Still, FDA regulations stipulate the placement of these patients into placebo-controlled trials that run for years — and that’s too bad, especially for those who are assigned the placebo.
That’s why I keep thinking about Swordfish. The federal government’s stance toward parents of children diagnosed with NPC might be phrased this way: “Your child may get the placebo and would then continue to get sicker and possibly die in order to demonstrate that a therapy is helping and save future generations.”
If this feels ethically OK to you, I have some families I would love you to meet.
One is the Andrews family of Austin, Texas. Both of their girls, Belle and Abby, have NPC. Belle was diagnosed at age 5 and Abby at 18 months. Belle was enrolled in a clinical trial for an experimental therapy and, unfortunately, received the placebo. Abby was too young to be enrolled, so she received compassionate use of the therapy (a way to access a treatment while it is in development). While children with the experimental drug stabilized, Belle declined. She declined so rapidly they removed her from the trial. Today, as a young teenager, Belle uses a wheelchair and needs 24-hour medical attention.
Belle and Abby came to our annual research conference this past June. We hosted a childcare room, and Belle spent her time mostly confined to her chair — and charming the volunteers — while Abby was busy running and playing.
My 12-year-old also came to the conference, and when I told her that Abby has NPC she was confused and frustrated. “Why is it so much worse for Belle?” she asked. Would this cruel disease start tearing away at Abby?
I, too, am confused and frustrated. I can’t stop thinking about the placebo group. Would Belle be running around like Abby if she had not received the placebo? Belle is not a piece of data but a little girl. She and her sister are the whole world for their mother and father.
What can we do about this?
Laws are in place that allow the FDA to provide regulatory flexibility and to encourage pharmaceutical companies to work on rare diseases: the Orphan Drug Act, the 21st Century Cures Act, the Right to Try Act.
These measures help.
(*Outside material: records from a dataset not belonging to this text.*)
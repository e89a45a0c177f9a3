use crate::models::{percentage, DayCompletion, Routine};
use chrono::{Duration, NaiveDate};

pub const DEFAULT_STREAK_SCAN_DAYS: u32 = 365;
pub const DEFAULT_RATE_WINDOW_DAYS: u32 = 30;
pub const DEFAULT_HISTORY_DAYS: u32 = 7;

impl Routine {
    pub fn completed_on(&self, date: NaiveDate) -> bool {
        self.completions.get(&date).copied().unwrap_or(false)
    }

    // Entries are kept only for completed days, so a double toggle restores
    // the exact map it started from.
    pub fn toggle_completion(&mut self, date: NaiveDate) -> bool {
        let next = !self.completed_on(date);
        if next {
            self.completions.insert(date, true);
        } else {
            self.completions.remove(&date);
        }
        next
    }

    pub fn streak(&self, as_of: NaiveDate) -> u32 {
        self.streak_within(as_of, DEFAULT_STREAK_SCAN_DAYS)
    }

    pub fn streak_within(&self, as_of: NaiveDate, scan_days: u32) -> u32 {
        let mut run = 0;
        for offset in 0..scan_days {
            if self.completed_on(as_of - Duration::days(offset as i64)) {
                run += 1;
            } else {
                break;
            }
        }
        run
    }

    pub fn completion_rate(&self, as_of: NaiveDate, window_days: u32) -> u32 {
        if window_days == 0 {
            return 0;
        }
        let completed = (0..window_days)
            .filter(|offset| self.completed_on(as_of - Duration::days(*offset as i64)))
            .count();
        percentage(completed, window_days as usize)
    }

    pub fn history(&self, as_of: NaiveDate, days: u32) -> Vec<DayCompletion> {
        let mut series = Vec::with_capacity(days as usize);
        for offset in (0..days).rev() {
            let date = as_of - Duration::days(offset as i64);
            series.push(DayCompletion {
                date,
                completed: self.completed_on(date),
            });
        }
        series
    }
}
They provide clinical flexibility, but ultimately the FDA can still require a placebo-controlled trial. Today, a bipartisan bill called the Promising Pathways Act would allow for conditional approval for serious rare or progressive disease treatments based on early evidence of safety and efficacy. The bill would relax requirements for placebo-controlled trials, enabling patients with rare ailments to access treatments more quickly while still requiring pharmaceutical companies to provide further evidence — by monitoring patients in comparison to their medical history and other clinical data, for instance, in order to confirm long-term benefits and maintain patient safety.
Even if this legislation passes, the FDA and drug developers would not be mandated to use the flexibility the bill offers unless every person who feels that children like Belle should not receive a placebo makes sure the FDA understands that the patient’s voice comes first, that they should use the data they have without a placebo control whenever possible.
Maybe someday we will not have to answer the Swordfish question. Maybe instead of letting a few die to save the many, we can save them all.
Sean Kassen is director of the Ara Parseghian Medical Research Fund in the College of Science at Notre Dame, where he earned his doctorate in cell and molecular biology.